Chef J.C. Poirier
Home away from home.
It’s 1:00 p.m. on a Friday, and the kitchen brigade of St. Lawrence restaurant is a study in quiet efficiency. Chef J.C. (Jean-Christophe) Poirier cleans endive leaves for a salad with apples, pecans, and blue cheese. His chef de cuisine Ashley Kurtz works on foie gras mousse to be sandwiched between choux pastry for the show-stopping Paris-Brest while his sous-chef Colin Johnson butchers lamb for braising with gnocchi à la Parisienne. There are herbs being picked into tubs, sauces gently simmering, and waffle-cut potatoes being fried. A heroic amount of mise en place goes into preparing Poirier’s elegant interpretations of classical French and elevated regional Québécois fare at St. Lawrence, but the five cooks work together in a loose, easy rhythm; this same synchronicity carries them through dinner service for a fully booked restaurant five nights a week. It’s a beautiful dance, the kitchen team working as a cohesive unit toward a delicious goal.

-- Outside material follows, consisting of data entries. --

// Copyright (c) 2025 Ronan LE MEILLAT, SCTG Development
// This file is part of the rust-spectrometer project and is licensed under the
// SCTG Development Non-Commercial License v1.0 (see LICENSE.md for details).

//! Error types for the acquisition pipeline
//!
//! Two classes of failure exist in a measurement run:
//!
//! - **Fatal** failures, chiefly [`DriverError`]s coming back from the device
//!   driver. Once the hardware reports an error its state can no longer be
//!   trusted, so these are wrapped in [`AcquisitionError::Driver`] and
//!   returned all the way up to the run driver, which ends the run.
//! - **Soft** failures (empty smoothing input, transmission never computed,
//!   identity lookup failure). These never produce an error value; the
//!   operation reports `false` or a sentinel and the run continues.

use std::path::PathBuf;

use thiserror::Error;

use crate::channel::BaselineKind;

/// Convenience alias for results of acquisition operations.
pub type AcquisitionResult<T> = std::result::Result<T, AcquisitionError>;

/// A non-zero status returned by the spectrometer driver.
///
/// `description` holds the driver's own text for `code`, obtained through
/// [`SpectrometerDriver::describe_error`](crate::acquisition::SpectrometerDriver::describe_error).
#[derive(Error, Debug, Clone, PartialEq, Eq)]
#[error("error {code}: {description}")]
pub struct DriverError {
    pub code: i32,
    pub description: String,
}

impl DriverError {
    pub fn new(code: i32, description: impl Into<String>) -> Self {
        Self {
            code,
            description: description.into(),
        }
    }
}

#[derive(Error, Debug)]
pub enum AcquisitionError {
    #[error("Driver {operation} failed on device {index}: {source}")]
    Driver {
        operation: &'static str,
        index: usize,
        #[source]
        source: DriverError,
    },

    #[error("No spectrometer could be opened")]
    NoDevices,

    #[error("Invalid integration time '{value}': {reason}")]
    IntegrationTime { value: String, reason: String },

    #[error("Device {index}: driver reported no pixels")]
    InvalidPixelCount { index: usize },

    #[error("Device {index}: at least one scan must be averaged")]
    NoScans { index: usize },

    #[error("Device {index}: {baseline} spectrum has not been captured")]
    MissingBaseline { index: usize, baseline: BaselineKind },

    #[error("Device {index}: {baseline} spectrum was already captured")]
    BaselineAlreadySet { index: usize, baseline: BaselineKind },

    #[error("Device {index}: {buffer} has {found} values, expected {expected}")]
    LengthMismatch {
        index: usize,
        buffer: &'static str,
        expected: usize,
        found: usize,
    },

    #[error("Failed to write {}: {source}", path.display())]
    Persist {
        path: PathBuf,
        #[source]
        source: std::io::Error,
    },

    #[error("Operator confirmation failed: {0}")]
    Confirmation(#[source] std::io::Error),

    #[error("Driver '{0}' is not enabled. Please build with --features {0}")]
    FeatureNotEnabled(String),

    #[error("Operation '{operation}' is not allowed in state {state}")]
    InvalidState {
        operation: &'static str,
        state: &'static str,
    },
}

impl AcquisitionError {
    /// Wraps a driver error with the operation and device it occurred on.
    pub fn driver(operation: &'static str, index: usize, source: DriverError) -> Self {
        Self::Driver {
            operation,
            index,
            source,
        }
    }

    /// The driver status code, if this is a fatal driver error.
    pub fn driver_code(&self) -> Option<i32> {
        match self {
            Self::Driver { source, .. } => Some(source.code),
            _ => None,
        }
    }
}

#[cfg(test)]
mod tests {
    use super::*;

    #[test]
    fn test_driver_error_message_carries_code_and_text() {
        let err = AcquisitionError::driver(
            "get_formatted_spectrum",
            1,
            DriverError::new(6, "Data transfer error"),
        );
        let text = err.to_string();
        assert!(text.contains("get_formatted_spectrum"));
        assert!(text.contains("device 1"));
        assert!(text.contains("error 6: Data transfer error"));
        assert_eq!(err.driver_code(), Some(6));

        let source = std::error::Error::source(&err).map(|e| e.to_string());
        assert_eq!(source.as_deref(), Some("error 6: Data transfer error"));
    }

    #[test]
    fn test_non_driver_errors_have_no_code() {
        assert_eq!(AcquisitionError::NoDevices.driver_code(), None);
        let err = AcquisitionError::MissingBaseline {
            index: 0,
            baseline: BaselineKind::Reference,
        };
        assert_eq!(err.to_string(), "Device 0: reference spectrum has not been captured");
    }
}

Poirier’s initial forays into cooking were born out of his love of eating. As an 11-year-old in Saint-Jérôme, Quebec, he’d come home from school and fix himself something to eat. “My favourite snack was escargots with garlic butter on toast. But there was no one at home to cook it for me because Mom was still at work, and there was no Food Network or YouTube to teach me how to do it. So I had to figure it out by myself.”

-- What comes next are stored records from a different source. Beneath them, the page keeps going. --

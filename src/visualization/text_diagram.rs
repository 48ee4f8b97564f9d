// Copyright (c) 2025 Ronan LE MEILLAT, SCTG Development
// This file is part of the rust-spectrometer project and is licensed under the
// SCTG Development Non-Commercial License v1.0 (see LICENSE.md for details).

//! Console diagram of spectra
//!
//! Each series is drawn with its own marker on a fixed character grid.
//! Non-finite points and points outside the vertical range are skipped.

use std::io::{self, Write};

use anyhow::Result;

use super::{Series, Visualizer};

const MARKERS: [char; 5] = ['*', '+', 'o', 'x', '#'];

/// Character grid plot written to stdout, or any writer.
pub struct TextDiagram<W = io::Stdout> {
    output: W,
    width: usize,
    height: usize,
}

impl TextDiagram {
    pub fn new() -> Self {
        Self::with_output(io::stdout())
    }
}

impl Default for TextDiagram {
    fn default() -> Self {
        Self::new()
    }
}

impl<W: Write> TextDiagram<W> {
    pub fn with_output(output: W) -> Self {
        Self {
            output,
            width: 72,
            height: 18,
        }
    }

    /// Plot area size in characters, at least 2x2.
    pub fn with_size(mut self, width: usize, height: usize) -> Self {
        self.width = width.max(2);
        self.height = height.max(2);
        self
    }

    pub fn into_inner(self) -> W {
        self.output
    }

    fn draw(&self, series: &[Series<'_>], y_bounds: Option<(f64, f64)>) -> Option<Drawing> {
        let points = || {
            series.iter().enumerate().flat_map(|(n, s)| {
                s.x.iter()
                    .zip(s.y)
                    .filter(|(x, y)| x.is_finite() && y.is_finite())
                    .map(move |(&x, &y)| (n, x, y))
            })
        };

        let (x_min, x_max) = range(points().map(|(_, x, _)| x))?;
        let (y_min, y_max) = match y_bounds {
            Some(bounds) => bounds,
            None => range(points().map(|(_, _, y)| y))?,
        };
        let (x_min, x_max) = widen(x_min, x_max);
        let (y_min, y_max) = widen(y_min, y_max);

        let mut grid = vec![vec![' '; self.width]; self.height];
        for (n, x, y) in points() {
            if y < y_min || y > y_max {
                continue;
            }
            let column = scale(x, x_min, x_max, self.width);
            let row = self.height - 1 - scale(y, y_min, y_max, self.height);
            grid[row][column] = MARKERS[n % MARKERS.len()];
        }

        Some(Drawing {
            grid,
            x_range: (x_min, x_max),
            y_range: (y_min, y_max),
        })
    }
}

struct Drawing {
    grid: Vec<Vec<char>>,
    x_range: (f64, f64),
    y_range: (f64, f64),
}

fn range(values: impl Iterator<Item = f64>) -> Option<(f64, f64)> {
    values.fold(None, |acc, v| match acc {
        None => Some((v, v)),
        Some((lo, hi)) => Some((lo.min(v), hi.max(v))),
    })
}

// A flat range would divide by zero
fn widen(min: f64, max: f64) -> (f64, f64) {
    if max > min {
        (min, max)
    } else {
        (min - 0.5, max + 0.5)
    }
}

fn scale(value: f64, min: f64, max: f64, cells: usize) -> usize {
    let position = ((value - min) / (max - min) * (cells - 1) as f64).round();
    (position.max(0.0) as usize).min(cells - 1)
}

impl<W: Write> Visualizer for TextDiagram<W> {
    fn render(
        &mut self,
        label: &str,
        series: &[Series<'_>],
        y_bounds: Option<(f64, f64)>,
    ) -> Result<()> {
        writeln!(self.output, "{}", label)?;
        let Some(drawing) = self.draw(series, y_bounds) else {
            writeln!(self.output, "  (no finite data)")?;
            return Ok(());
        };

        let (y_min, y_max) = drawing.y_range;
        let last = drawing.grid.len() - 1;
        for (row, cells) in drawing.grid.iter().enumerate() {
            let axis = match row {
                0 => format!("{:>10.3}", y_max),
                r if r == last => format!("{:>10.3}", y_min),
                _ => " ".repeat(10),
            };
            let line: String = cells.iter().collect();
            writeln!(self.output, "{} |{}", axis, line.trim_end())?;
        }

        let (x_min, x_max) = drawing.x_range;
        writeln!(self.output, "{} +{}", " ".repeat(10), "-".repeat(self.width))?;
        writeln!(
            self.output,
            "{}  {:<w$.1}{:>w2$.1}",
            " ".repeat(10),
            x_min,
            x_max,
            w = self.width / 2,
            w2 = self.width - self.width / 2
        )?;
        self.output.flush()?;
        Ok(())
    }
}

#[cfg(test)]
mod tests {
    use super::*;

    fn render(series: &[Series<'_>], y_bounds: Option<(f64, f64)>) -> Vec<String> {
        let mut diagram = TextDiagram::with_output(Vec::new()).with_size(5, 3);
        diagram
            .render("test", series, y_bounds)
            .expect("rendering into a buffer");
        String::from_utf8_lossy(&diagram.into_inner())
            .lines()
            .map(str::to_string)
            .collect()
    }

    #[test]
    fn test_points_land_on_the_grid() {
        let x = [0.0, 1.0, 2.0, 3.0, 4.0];
        let y = [0.0, 0.5, 1.0, 0.5, 0.0];
        let lines = render(&[Series::new(&x, &y)], None);

        assert_eq!(lines[0], "test");
        assert_eq!(lines[1], "     1.000 |  *");
        assert_eq!(lines[2], "           | * *");
        assert_eq!(lines[3], "     0.000 |*   *");
    }

    #[test]
    fn test_bounds_clip_and_non_finite_are_skipped() {
        let x = [0.0, 1.0, 2.0, 3.0, 4.0];
        let y = [f64::NAN, 5.0, 0.5, f64::INFINITY, 0.5];
        let lines = render(&[Series::new(&x, &y)], Some((0.0, 1.0)));

        assert_eq!(lines[1], "     1.000 |");
        assert_eq!(lines[2], "           | *  *");
        assert_eq!(lines[3], "     0.000 |");
    }

    #[test]
    fn test_empty_series() {
        let lines = render(&[Series::new(&[], &[])], None);
        assert_eq!(lines, vec!["test", "  (no finite data)"]);
    }
}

A year of culinary school at age 19 was his next step, though he demurs on that route in hindsight. “If I had to do it again, I’d choose more wisely and go directly to working at a good restaurant with a solid chef, starting at the bottom … I’d have learned so much more than I did by going to school.”
Les Remparts in Old Montreal was Poirier’s first stint in a professional kitchen, in an utterly classical French restaurant. “Sweetbreads with peeled grapes, venison with huckleberry sauce—the old-school dishes really resonated with me.” Two years later, he transitioned to Toqué! under the expert tutelage of Normand Laprise. He progressed through the brigade from commis to chef de partie, learning every aspect of Laprise’s playful, ingredient-driven expression of Québécois haute cuisine, firmly rooted in seasonality and terroir.